Member of the National Assembly of Malawi
- In office 2009–2014
- Preceded by: Mutani Tambala
- Succeeded by: Mary Maulidi Khembo
- Constituency: Neno South

Personal details
- Born: 24 April 1954
- Died: 1 August 2022 (aged 68) Lilongwe, Malawi
- Party: Democratic Progressive Party

= Reen Kachere =

Malawian politician

Reen Bessie Kachere (24 April 1954 – 1 August 2022) was a Malawian politician. She was the minister of gender, child and community development. Prior to the September 2011 cabinet reshuffle, she served as the minister for persons with disabilities and the elderly.

==Life==
Kachere was the Democratic Progressive Party candidate in the 2009 election in Neno South. She won the seat beating Mutani Tambala who was an independent. She ran for reelection as an independent in the 2014 election, losing to Mary Maulidi Khembo.

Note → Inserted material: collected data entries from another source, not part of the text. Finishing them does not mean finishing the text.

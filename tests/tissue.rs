use dive_planner_deco::pressure::{DepthConverter, WATER_VAPOR_PRESSURE};
use dive_planner_deco::tissue::{LoadSegment, Tissue, Tissues, calculate_tissue};
use dive_planner_deco::zh16c::COMPARTMENTS;
use dive_planner_deco::Gas;
use rand::Rng;

#[test]
fn test_zero_duration_keeps_every_compartment() {
    let tissues = Tissues::surface_equilibrium(1.01325);
    let segment = LoadSegment::flat(5.0, 0.0);
    assert_eq!(tissues.loaded(&segment, &Gas::new(0.18, 0.45)), tissues);
}

#[test]
fn test_long_exposure_reaches_equilibrium() {
    let trimix = Gas::new(0.21, 0.35);
    let pressure = 4.0;
    let mut tissues = Tissues::surface_equilibrium(1.01325);
    tissues.load(&LoadSegment::flat(pressure, 1e6), &trimix);

    let alveolar = pressure - WATER_VAPOR_PRESSURE;
    for tissue in tissues.compartments() {
        assert!((tissue.load_n2 - alveolar * trimix.n2()).abs() < 1e-6, "{:?}", tissue);
        assert!((tissue.load_he - alveolar * trimix.he).abs() < 1e-6, "{:?}", tissue);
    }
}

#[test]
fn test_offgassing_at_the_surface() {
    let converter = DepthConverter::simple();
    let mut tissues = Tissues::surface_equilibrium(converter.surface_pressure);
    tissues.load(&LoadSegment::flat(converter.to_bar(30.0), 20.0 * 60.0), &Gas::AIR);
    let saturated = tissues;

    tissues.load(&LoadSegment::flat(converter.surface_pressure, 10.0 * 60.0), &Gas::AIR);
    for (before, after) in saturated.compartments().iter().zip(tissues.compartments()) {
        assert!(after.load_n2 < before.load_n2);
    }
}

#[test]
fn test_descent_loads_less_than_level_at_depth() {
    let converter = DepthConverter::simple();
    let surface = Tissues::surface_equilibrium(converter.surface_pressure);
    let descent = LoadSegment {
        start_pressure: converter.surface_pressure,
        end_pressure: converter.to_bar(40.0),
        duration: 120.0,
    };
    let level = LoadSegment::flat(converter.to_bar(40.0), 120.0);

    let descended = surface.loaded(&descent, &Gas::AIR);
    let stayed = surface.loaded(&level, &Gas::AIR);
    for (descended, stayed) in descended.compartments().iter().zip(stayed.compartments()) {
        assert!(descended.load_n2 < stayed.load_n2);
        assert!(descended.load_n2 > surface.compartments()[0].load_n2);
    }
}

#[test]
fn test_random_loads_move_towards_inspired_pressure() {
    let mut rng = rand::rng();
    for _ in 0..200 {
        let tissue = Tissue {
            load_n2: rng.random_range(0.2..6.0),
            load_he: rng.random_range(0.0..4.0),
        };
        let pressure = rng.random_range(1.0..10.0);
        let minutes = rng.random_range(0.1..120.0);
        let o2 = rng.random_range(0.1..0.5);
        let gas = Gas::new(o2, rng.random_range(0.0..(1.0 - o2)));
        let compartment = &COMPARTMENTS[rng.random_range(0..COMPARTMENTS.len())];

        let segment = LoadSegment::flat(pressure, minutes * 60.0);
        let result = calculate_tissue(tissue, compartment, &segment, &gas);

        let inspired_n2 = (pressure - WATER_VAPOR_PRESSURE) * gas.n2();
        let inspired_he = (pressure - WATER_VAPOR_PRESSURE) * gas.he;
        assert!((result.load_n2 - inspired_n2).abs() <= (tissue.load_n2 - inspired_n2).abs() + 1e-12);
        assert!((result.load_he - inspired_he).abs() <= (tissue.load_he - inspired_he).abs() + 1e-12);
    }
}

#[test]
fn test_loading_in_pieces_matches_one_piece() {
    let converter = DepthConverter::simple();
    let surface = Tissues::surface_equilibrium(converter.surface_pressure);
    let whole = surface.loaded(&LoadSegment::flat(converter.to_bar(25.0), 600.0), &Gas::nitrox(0.32));

    let mut pieces = surface;
    for _ in 0..10 {
        pieces.load(&LoadSegment::flat(converter.to_bar(25.0), 60.0), &Gas::nitrox(0.32));
    }
    for (whole, pieces) in whole.compartments().iter().zip(pieces.compartments()) {
        assert!((whole.load_n2 - pieces.load_n2).abs() < 1e-9);
    }
}
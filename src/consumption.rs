//! Gas consumption, reserves and turn points of a computed profile.

use alloc::vec;
use alloc::vec::Vec;
use defmt::Format;
#[cfg(feature = "serde")]
use serde::{Deserialize, Serialize};

use crate::error::PlanError;
use crate::options::{Options, UsageStrategy};
use crate::pressure::DepthConverter;
use crate::profile::CalculatedProfile;
use crate::segments::{Plan, Segment};
use crate::simulate::{calculate, emergency_ascent};
use crate::tanks::Tank;

/// Upper bound of the bottom time search, minutes.
pub const MAX_BOTTOM_TIME: u32 = 1000;

/// Surface liters breathed during `segment` at `sac` l/min.
pub fn segment_liters(segment: &Segment, sac: f64, converter: &DepthConverter) -> f64 {
    let average_bar = (converter.to_bar(segment.start_depth) + converter.to_bar(segment.end_depth)) / 2.0;
    segment.duration / 60.0 * sac * average_bar
}

/// Liters taken from each tank by `segments`.
pub fn consumed_liters(segments: &[Segment], tanks: usize, sac: f64, converter: &DepthConverter) -> Vec<f64> {
    let mut liters = vec![0.0; tanks];
    for segment in segments {
        if let Some(used) = segment.tank.and_then(|index| liters.get_mut(index)) {
            *used += segment_liters(segment, sac, converter);
        }
    }
    liters
}

/// Pressure at which the dive has to be turned.
pub fn turn_pressure(tank: &Tank, strategy: UsageStrategy) -> f64 {
    let usable = tank.usable();
    match strategy {
        UsageStrategy::All => tank.reserve,
        UsageStrategy::Half => tank.start_pressure - usable / 2.0,
        UsageStrategy::Thirds => tank.start_pressure - usable / 3.0,
    }
}

/// Seconds since the dive start when `tank` drops to `pressure` while
/// breathing the planned part of `segments` (before `ascent_start`).
/// When the plan ends first, the last planned depth is extended.
pub fn turn_time(
    segments: &[Segment],
    ascent_start: f64,
    index: usize,
    tank: &Tank,
    pressure: f64,
    sac: f64,
    converter: &DepthConverter,
) -> f64 {
    let mut budget = (tank.start_pressure - pressure).max(0.0) * tank.size; // l
    let mut time = 0.0;
    let mut depth = 0.0;
    for segment in segments {
        if time >= ascent_start {
            break;
        }
        depth = segment.end_depth;
        if segment.tank != Some(index) {
            time += segment.duration;
            continue;
        }
        let liters = segment_liters(segment, sac, converter);
        if liters >= budget && liters > 0.0 {
            return time + segment.duration * budget / liters;
        }
        budget -= liters;
        time += segment.duration;
    }
    let per_second = sac * converter.to_bar(depth) / 60.0;
    time + budget / per_second
}

/// Consumption figures of one computed profile.
#[cfg_attr(feature = "serde", derive(Serialize, Deserialize))]
#[derive(Debug, Format, Clone, PartialEq)]
pub struct Consumption {
    /// Input tanks with `consumed` and `reserve` filled in.
    pub tanks: Vec<Tank>,
    /// Turn pressure of the tank the dive starts with, bar.
    pub turn_pressure: f64,
    /// Seconds since dive start.
    pub turn_time: f64,
    /// Problem solving plus ascent from the deepest point, s.
    pub emergency_ascent_duration: f64,
}

impl Consumption {
    /// Every tank keeps its reserve.
    pub fn enough_gas(&self) -> bool {
        self.tanks
            .iter()
            .all(|tank| tank.consumed <= 0.0 || tank.has_reserve())
    }
}

/// Rock bottom in bar per tank: gas for the emergency ascent at the stress SAC,
/// at least `min_reserve` for every tank the dive or the ascent uses.
pub fn rock_bottom(plan: &Plan, tanks: &[Tank], options: &Options) -> Result<Vec<f64>, PlanError> {
    let emergency = emergency_ascent(plan, tanks, options)?;
    Ok(reserves(plan, tanks, &emergency, options))
}

fn reserves(plan: &Plan, tanks: &[Tank], emergency: &[Segment], options: &Options) -> Vec<f64> {
    let converter = options.depth_converter();
    let liters = consumed_liters(emergency, tanks.len(), options.stress_sac_rate, &converter);
    let used = |index: usize| {
        plan.segments
            .iter()
            .chain(emergency.iter())
            .any(|segment| segment.tank == Some(index))
    };
    tanks
        .iter()
        .enumerate()
        .map(|(index, tank)| {
            let reserve = liters[index] / tank.size;
            if used(index) {
                reserve.max(options.min_reserve)
            } else {
                reserve
            }
        })
        .collect()
}

/// Consumed gas and reserves of `profile` computed from `plan` and `tanks`.
pub fn consumption(
    plan: &Plan,
    profile: &CalculatedProfile,
    tanks: &[Tank],
    options: &Options,
) -> Result<Consumption, PlanError> {
    let converter = options.depth_converter();
    let emergency = emergency_ascent(plan, tanks, options)?;
    let reserves = reserves(plan, tanks, &emergency, options);
    let liters = consumed_liters(&profile.segments, tanks.len(), options.sac_rate, &converter);

    let tanks: Vec<Tank> = tanks
        .iter()
        .zip(reserves)
        .zip(liters)
        .map(|((tank, reserve), liters)| Tank {
            consumed: tank.consumed + liters / tank.size,
            reserve,
            ..*tank
        })
        .collect();

    let bottom = plan.segments.first().and_then(|segment| segment.tank).unwrap_or(0);
    let (turn_pressure, turn_time) = match tanks.get(bottom) {
        Some(tank) => {
            let pressure = turn_pressure(tank, options.usage_strategy);
            let time = turn_time(
                &profile.segments,
                profile.ascent_start,
                bottom,
                tank,
                pressure,
                options.sac_rate,
                &converter,
            );
            (pressure, time)
        }
        None => (0.0, 0.0),
    };

    Ok(Consumption {
        tanks,
        turn_pressure,
        turn_time,
        emergency_ascent_duration: emergency.iter().map(|segment| segment.duration).sum(),
    })
}

/// Longest bottom time in whole minutes of a simple dive to `depth` from
/// the first tank which keeps every reserve. Descent time is included.
pub fn max_bottom_time(depth: f64, tanks: &[Tank], options: &Options) -> Result<u32, PlanError> {
    options.validate()?;
    let first = tanks.first().ok_or(PlanError::UnknownTank(0))?;
    let gas = first.gas;
    let fits = |minutes: u32| -> Result<bool, PlanError> {
        let plan = Plan::simple(depth, minutes as f64 * 60.0, 0, gas, options);
        if plan.not_enough_time {
            return Ok(false);
        }
        let profile = calculate(&plan, tanks, options)?;
        if profile.not_enough_gas {
            return Ok(false);
        }
        Ok(consumption(&plan, &profile, tanks, options)?.enough_gas())
    };

    // the descent has to fit into the bottom time
    let shortest = (libm::ceil(options.descent_duration(0.0, depth) / 60.0) as u32).clamp(1, MAX_BOTTOM_TIME);
    if !fits(shortest)? {
        return Ok(0);
    }
    let (mut low, mut high) = (shortest, MAX_BOTTOM_TIME);
    if fits(high)? {
        return Ok(high);
    }
    while high - low > 1 {
        let middle = low + (high - low) / 2;
        if fits(middle)? {
            low = middle;
        } else {
            high = middle;
        }
    }
    defmt::debug!("max bottom time at {} m: {} min", depth, low);
    Ok(low)
}

#[cfg(test)]
mod tests {
    use super::*;
    use crate::gases::Gas;

    #[test]
    fn test_level_segment_liters() {
        let converter = DepthConverter::simple();
        let segment = Segment::level(10.0, 600.0, Gas::AIR, Some(0));
        let liters = segment_liters(&segment, 20.0, &converter);
        assert!((liters - 200.0 * converter.to_bar(10.0)).abs() < 1e-9);
    }

    #[test]
    fn test_turn_pressure_strategies() {
        let tank = Tank {
            reserve: 50.0,
            ..Tank::air()
        };
        assert_eq!(turn_pressure(&tank, UsageStrategy::All), 50.0);
        assert_eq!(turn_pressure(&tank, UsageStrategy::Half), 125.0);
        assert_eq!(turn_pressure(&tank, UsageStrategy::Thirds), 150.0);
    }

    #[test]
    fn test_turn_time_extrapolates_at_bottom() {
        let converter = DepthConverter::simple();
        let tank = Tank::air();
        let segments = [Segment::level(0.0, 60.0, Gas::AIR, Some(0))];
        // 1500 l budget, 20 l/min at the surface pressure
        let time = turn_time(&segments, 60.0, 0, &tank, 100.0, 20.0, &converter);
        let expected = 1500.0 / (20.0 * converter.surface_pressure) * 60.0;
        assert!((time - expected).abs() < 1e-6, "{}", time);
    }

    #[test]
    fn test_max_bottom_time_below_20m() {
        let options = Options::default();
        let tanks = [Tank::new(24.0, 200.0, Gas::AIR)];
        let at_30 = max_bottom_time(30.0, &tanks, &options).unwrap();
        let at_40 = max_bottom_time(40.0, &tanks, &options).unwrap();
        assert!(at_30 > 5, "{}", at_30);
        assert!(at_40 > 3, "{}", at_40);
        assert!(at_40 < at_30);
    }

    #[test]
    fn test_max_bottom_time_without_enough_gas() {
        let options = Options::default();
        let tanks = [Tank::new(1.0, 50.0, Gas::AIR)];
        assert_eq!(max_bottom_time(30.0, &tanks, &options), Ok(0));
    }

    #[test]
    fn test_unused_tank_has_no_consumption() {
        let converter = DepthConverter::simple();
        let segments = [Segment::level(10.0, 600.0, Gas::AIR, Some(1))];
        let liters = consumed_liters(&segments, 2, 20.0, &converter);
        assert_eq!(liters[0], 0.0);
        assert!(liters[1] > 0.0);
    }
}
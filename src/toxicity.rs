//! Oxygen exposure bookkeeping.
//!
//! CNS uses the NOAA single exposure limits, OTU the Lambertsen unit
//! pulmonary toxic dose. Both are advisory counters, the scheduler never
//! reacts to them.

use defmt::Format;
use libm::pow;
#[cfg(feature = "serde")]
use serde::{Deserialize, Serialize};

/// Recommended maximum OTU for a single day.
pub const OTU_DAILY_LIMIT: f64 = 850.0;

const MIN_TOXIC_PPO2: f64 = 0.5;

// (ppO2 in bar, allowed exposure in minutes)
const NOAA_LIMITS: [(f64, f64); 11] = [
    (0.6, 720.0),
    (0.7, 570.0),
    (0.8, 450.0),
    (0.9, 360.0),
    (1.0, 300.0),
    (1.1, 240.0),
    (1.2, 210.0),
    (1.3, 180.0),
    (1.4, 150.0),
    (1.5, 120.0),
    (1.6, 45.0),
];

/// Allowed exposure in minutes at constant `ppo2`, infinite when harmless.
pub fn cns_limit(ppo2: f64) -> f64 {
    if ppo2 <= MIN_TOXIC_PPO2 {
        return f64::INFINITY;
    }
    let (first_ppo2, first_limit) = NOAA_LIMITS[0];
    if ppo2 <= first_ppo2 {
        // between 0.5 and 0.6 the table slope continues towards no limit
        let fraction = (ppo2 - MIN_TOXIC_PPO2) / (first_ppo2 - MIN_TOXIC_PPO2);
        return first_limit / fraction;
    }
    for pair in NOAA_LIMITS.windows(2) {
        let (low_ppo2, low_limit) = pair[0];
        let (high_ppo2, high_limit) = pair[1];
        if ppo2 <= high_ppo2 {
            let fraction = (ppo2 - low_ppo2) / (high_ppo2 - low_ppo2);
            return low_limit + (high_limit - low_limit) * fraction;
        }
    }
    NOAA_LIMITS[NOAA_LIMITS.len() - 1].1
}

/// CNS clock fraction (1.0 = 100 %) for `seconds` at constant `ppo2`.
pub fn cns(ppo2: f64, seconds: f64) -> f64 {
    let limit = cns_limit(ppo2);
    if !limit.is_finite() || seconds <= 0.0 {
        return 0.0;
    }
    seconds / 60.0 / limit
}

/// Oxygen tolerance units for `seconds` at constant `ppo2`.
pub fn otu(ppo2: f64, seconds: f64) -> f64 {
    if ppo2 <= MIN_TOXIC_PPO2 || seconds <= 0.0 {
        return 0.0;
    }
    seconds / 60.0 * pow((ppo2 - MIN_TOXIC_PPO2) / MIN_TOXIC_PPO2, 0.833)
}

/// Running CNS and OTU totals of one dive.
#[cfg_attr(feature = "serde", derive(Serialize, Deserialize))]
#[derive(Debug, Format, Copy, Clone, PartialEq, Default)]
pub struct OxygenToxicity {
    pub cns: f64,
    pub otu: f64,
}

impl OxygenToxicity {
    /// Adds a linear ppO2 change over `seconds`, sampled at its midpoint.
    pub fn add(&mut self, start_ppo2: f64, end_ppo2: f64, seconds: f64) {
        let ppo2 = (start_ppo2 + end_ppo2) / 2.0;
        self.cns += cns(ppo2, seconds);
        self.otu += otu(ppo2, seconds);
    }

    pub fn cns_exceeded(&self) -> bool {
        self.cns > 1.0
    }

    pub fn otu_exceeded(&self) -> bool {
        self.otu > OTU_DAILY_LIMIT
    }
}
impl<'a> Scheduler<'a> {
    fn new(tanks: &'a [Tank], options: &'a Options, track_gas: bool) -> Self {
        let converter = options.depth_converter();
        Scheduler {
            options,
            converter,
            tanks,
            gas_left: tanks.iter().map(Tank::available).collect(),
            track_gas,
            tissues: Tissues::surface_equilibrium(converter.surface_pressure),
            gf: GradientFactors::from_options(options),
            toxicity: OxygenToxicity::default(),
            segments: Vec::new(),
            ceilings: Vec::new(),
            events: Events::new(),
            time: 0.0,
            depth: 0.0,
            gas: Gas::AIR,
            tank: None,
            max_depth: 0.0,
            ascent_index: usize::MAX,
            iterations: 0,
            no_deco_exceeded: false,
            not_enough_gas: false,
            broken_ceiling: false,
        }
    }

    /// Integrates the plan as requested, switching tanks where the plan does.
    fn swim(&mut self, plan: &Plan) -> Result<(), Interrupt> {
        self.max_depth = plan.max_depth();
        for (index, segment) in plan.segments.iter().enumerate() {
            if index == 0 {
                self.gas = segment.gas;
                self.tank = segment.tank;
            } else if segment.tank != self.tank || segment.gas != self.gas {
                self.gas = segment.gas;
                self.tank = segment.tank;
                if self.options.gas_switch_duration > 0.0 {
                    let switch = Segment::level(segment.start_depth, self.options.gas_switch_duration, self.gas, self.tank)
                        .with_kind(SegmentKind::GasSwitch);
                    self.execute(switch)?;
                }
            }
            self.execute(*segment)?;
        }
        Ok(())
    }

    fn ascend_to_surface(&mut self) -> Result<(), Interrupt> {
        self.ascent_index = self.segments.len();
        let stop_distance = self.options.stop_distance();
        let last_stop = self.options.last_stop();
        let safety_stop = self.options.safety_stop_at();
        let mut safety_pending = self.options.safety_stop_required(self.max_depth);
        defmt::debug!("ascent from {} m, safety stop pending: {}", self.depth, safety_pending);

        while self.depth > DEPTH_TOLERANCE {
            self.tick()?;
            self.switch_gas()?;

            let safety_depth = if safety_pending {
                Some(safety_stop)
            } else {
                None
            };
            let next = next_stop(self.depth, stop_distance, last_stop, safety_depth);
            let deco = self.hold_duration(next)?;
            let on_safety_stop = safety_pending && fabs(self.depth - safety_stop) <= DEPTH_TOLERANCE;

            if deco > 0.0 || on_safety_stop {
                let mut duration = deco;
                let mut kind = SegmentKind::DecoStop;
                if deco > 0.0 {
                    self.no_deco_exceeded = true;
                }
                if on_safety_stop {
                    safety_pending = false;
                    if deco < self.options.safety_stop_duration {
                        duration = self.options.safety_stop_duration;
                        if deco <= 0.0 {
                            kind = SegmentKind::SafetyStop;
                        }
                    }
                    defmt::debug!("safety stop at {} m", self.depth);
                }
                defmt::debug!("stop at {} m for {} s", self.depth, duration);
                let stop = Segment::level(self.depth, duration, self.gas, self.tank).with_kind(kind);
                self.execute(stop)?;
            }
            self.ascend(next)?;
        }
        self.depth = 0.0;
        Ok(())
    }

    /// Seconds to stay at the current depth until the ceiling allows `next`.
    fn hold_duration(&mut self, next: f64) -> Result<f64, Interrupt> {
        let mut gf = self.gf;
        if gf.ceiling(&self.tissues, &self.converter) <= next + DEPTH_TOLERANCE {
            return Ok(0.0);
        }

        let pressure = self.converter.to_bar(self.depth);
        let mut tissues = self.tissues;
        let mut duration = 0.0;
        loop {
            self.tick()?;
            let before = tissues;
            tissues.load(&LoadSegment::flat(pressure, HOLD_TICK), &self.gas);
            duration += HOLD_TICK;
            if gf.ceiling(&tissues, &self.converter) > next + DEPTH_TOLERANCE {
                continue;
            }
            if self.options.round_stops_to_minutes {
                return Ok(duration);
            }
            // the last minute cleared the ceiling, find the second it happened
            let (mut low, mut high) = (0.0, HOLD_TICK);
            while high - low > 1.0 {
                let middle = floor((low + high) / 2.0);
                let probe = before.loaded(&LoadSegment::flat(pressure, middle), &self.gas);
                if gf.ceiling(&probe, &self.converter) > next + DEPTH_TOLERANCE {
                    low = middle;
                } else {
                    high = middle;
                }
            }
            return Ok(duration - HOLD_TICK + ceil(high));
        }
    }

    /// Ascends to `target` through the speed tiers.
    fn ascend(&mut self, target: f64) -> Result<(), Interrupt> {
        for (start, end, seconds) in self.options.ascent_pieces(self.depth, target, self.max_depth) {
            if !seconds.is_finite() {
                defmt::warn!("ascent from {} m can not finish", start);
                return Err(self.broken());
            }
            let piece = Segment::new(start, end, seconds, self.gas, self.tank);
            self.execute(piece)?;
        }
        Ok(())
    }

    /// Changes to the best breathable tank for the current depth.
    fn switch_gas(&mut self) -> Result<(), Interrupt> {
        let limits = self.options.deco_limits();
        let candidates = self
            .tanks
            .iter()
            .enumerate()
            .filter(|(index, _)| !self.track_gas || self.gas_left[*index] > GAS_TOLERANCE)
            .map(|(index, tank)| (index, tank.gas));
        let Some(best) = best_gas(candidates, self.depth, &limits, &self.converter) else {
            return Ok(());
        };
        let gas = self.tanks[best].gas;
        let current_breathable = self.gas.is_breathable(self.depth, &limits, &self.converter);
        let richer = gas.o2 > self.gas.o2 + 1e-9;
        if Some(best) == self.tank || gas == self.gas || !(richer || !current_breathable) {
            return Ok(());
        }

        defmt::info!("gas switch at {} m to tank {}", self.depth, best);
        self.gas = gas;
        self.tank = Some(best);
        if self.options.gas_switch_duration > 0.0 {
            let switch = Segment::level(self.depth, self.options.gas_switch_duration, gas, self.tank)
                .with_kind(SegmentKind::GasSwitch);
            self.execute(switch)?;
        }
        Ok(())
    }

    /// Breathes the segment: charges the tank, loads tissues and appends it.
    fn execute(&mut self, segment: Segment) -> Result<(), Interrupt> {
        let mut segment = segment;
        let mut exhausted = false;

        if let (true, Some(tank)) = (self.track_gas, segment.tank) {
            let needed = segment_liters(&segment, self.options.sac_rate, &self.converter);
            let left = self.gas_left[tank];
            if needed > left + GAS_TOLERANCE {
                match self.spare_tank(&segment) {
                    Some(spare) => {
                        defmt::info!("tank {} is empty, breathing from tank {}", tank, spare);
                        segment.tank = Some(spare);
                        segment.gas = self.tanks[spare].gas;
                        self.tank = segment.tank;
                        self.gas = segment.gas;
                        self.gas_left[spare] -= segment_liters(&segment, self.options.sac_rate, &self.converter);
                    }
                    None => {
                        let fraction = if needed > 0.0 { (left / needed).clamp(0.0, 1.0) } else { 0.0 };
                        let duration = segment.duration * fraction;
                        segment.end_depth = segment.depth_at(duration);
                        segment.duration = duration;
                        self.gas_left[tank] = 0.0;
                        exhausted = true;
                    }
                }
            } else {
                self.gas_left[tank] = left - needed;
            }
        }

        self.integrate(&segment);
        self.append(segment);

        if exhausted {
            defmt::warn!("out of gas at {} m after {} s", self.depth, self.time);
            self.not_enough_gas = true;
            self.events
                .add(EventType::NotEnoughGas, self.time, self.depth, Some(self.gas), Some(self.segments.len() - 1));
            return Err(Interrupt::OutOfGas);
        }
        Ok(())
    }

    /// Another tank breathable at the segment depth holding gas for all of it.
    fn spare_tank(&self, segment: &Segment) -> Option<usize> {
        if self.segments.len() < self.ascent_index {
            return None;
        }
        let limits = self.options.deco_limits();
        let candidates = self.tanks.iter().enumerate().filter_map(|(index, tank)| {
            let candidate = Segment { gas: tank.gas, tank: Some(index), ..*segment };
            let needed = segment_liters(&candidate, self.options.sac_rate, &self.converter);
            let enough = Some(index) != segment.tank && self.gas_left[index] >= needed;
            let breathable = tank.gas.is_breathable(segment.max_depth(), &limits, &self.converter);
            (enough && breathable).then_some((index, tank.gas))
        });
        best_gas(candidates, segment.start_depth.min(segment.end_depth), &limits, &self.converter)
    }

    /// Loads tissues in pieces of at most one minute, recording a ceiling after each.
    fn integrate(&mut self, segment: &Segment) {
        let pieces = ceil(segment.duration / STEP).max(1.0) as usize;
        let step = segment.duration / pieces as f64;
        for piece in 0..pieces {
            let start = segment.depth_at(step * piece as f64);
            let end = segment.depth_at(step * (piece + 1) as f64);
            let load = LoadSegment {
                start_pressure: self.converter.to_bar(start),
                end_pressure: self.converter.to_bar(end),
                duration: step,
            };
            self.tissues.load(&load, &segment.gas);
            self.toxicity.add(
                segment.gas.ppo2(start, &self.converter),
                segment.gas.ppo2(end, &self.converter),
                step,
            );
            self.time += step;
            if step > 0.0 {
                let depth = self.gf.ceiling(&self.tissues, &self.converter);
                self.ceilings.push(Ceiling { time: self.time, depth });
            }
        }
        self.depth = segment.end_depth;
    }

    /// Appends the segment, joining computed ascents breathed from the same tank.
    fn append(&mut self, segment: Segment) {
        let ascending = self.segments.len() > self.ascent_index;
        if let Some(last) = self.segments.last_mut() {
            let joinable = ascending
                && last.kind == SegmentKind::Ascent
                && segment.kind == SegmentKind::Ascent
                && last.gas == segment.gas
                && last.tank == segment.tank
                && fabs(last.end_depth - segment.start_depth) <= DEPTH_TOLERANCE;
            if joinable {
                last.end_depth = segment.end_depth;
                last.duration += segment.duration;
                return;
            }
        }
        self.segments.push(segment);
    }

    fn tick(&mut self) -> Result<(), Interrupt> {
        self.iterations += 1;
        if self.iterations > ITERATION_LIMIT {
            defmt::warn!("ascent not finished after {} steps", ITERATION_LIMIT);
            return Err(self.broken());
        }
        Ok(())
    }

    fn broken(&mut self) -> Interrupt {
        self.broken_ceiling = true;
        self.events
            .add(EventType::BrokenCeiling, self.time, self.depth, Some(self.gas), self.segments.len().checked_sub(1));
        Interrupt::Broken
    }

    fn finish(self, not_enough_time: bool) -> CalculatedProfile {
        let ascent_start = self.ascent_start();
        let mut events = self.events;
        analyze(&self.segments, &self.ceilings, self.options, ascent_start, &mut events);
        let broken_ceiling = self.broken_ceiling || events.contains(EventType::BrokenCeiling);
        CalculatedProfile {
            segments: self.segments,
            ceilings: self.ceilings,
            events,
            no_deco_exceeded: self.no_deco_exceeded,
            not_enough_gas: self.not_enough_gas,
            not_enough_time,
            broken_ceiling,
            tissues: self.tissues,
            oxygen_toxicity: self.toxicity,
            ascent_start,
        }
    }

    fn ascent_start(&self) -> f64 {
        self.segments
            .iter()
            .take(self.ascent_index.min(self.segments.len()))
            .map(|segment| segment.duration)
            .sum()
    }
}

==Katsonga–Kachere standoff==
In 2011 political tensions between former parliamentarian for Neno West Constituency Mark Katsonga Phiri and Kachere developed over development projects in the constituency. She blocked attempts by Katsonga to rehabilitate boreholes and roads because Kachere accused Katsonga of having political motivations behind the projects.

== Death ==
Kachere died in Lilongwe on 1 August 2022.

==Legacy==
Patricia Kaliati when she was Minister for Gender in 2020 later publicly thanked women's rights activists in Malawi. She named Kachere in a list that also included Faustace Chirwa, Margaret Ali, Emmie Chanika, Emma Kaliya, Mercy Timba and Jean Nkwanda.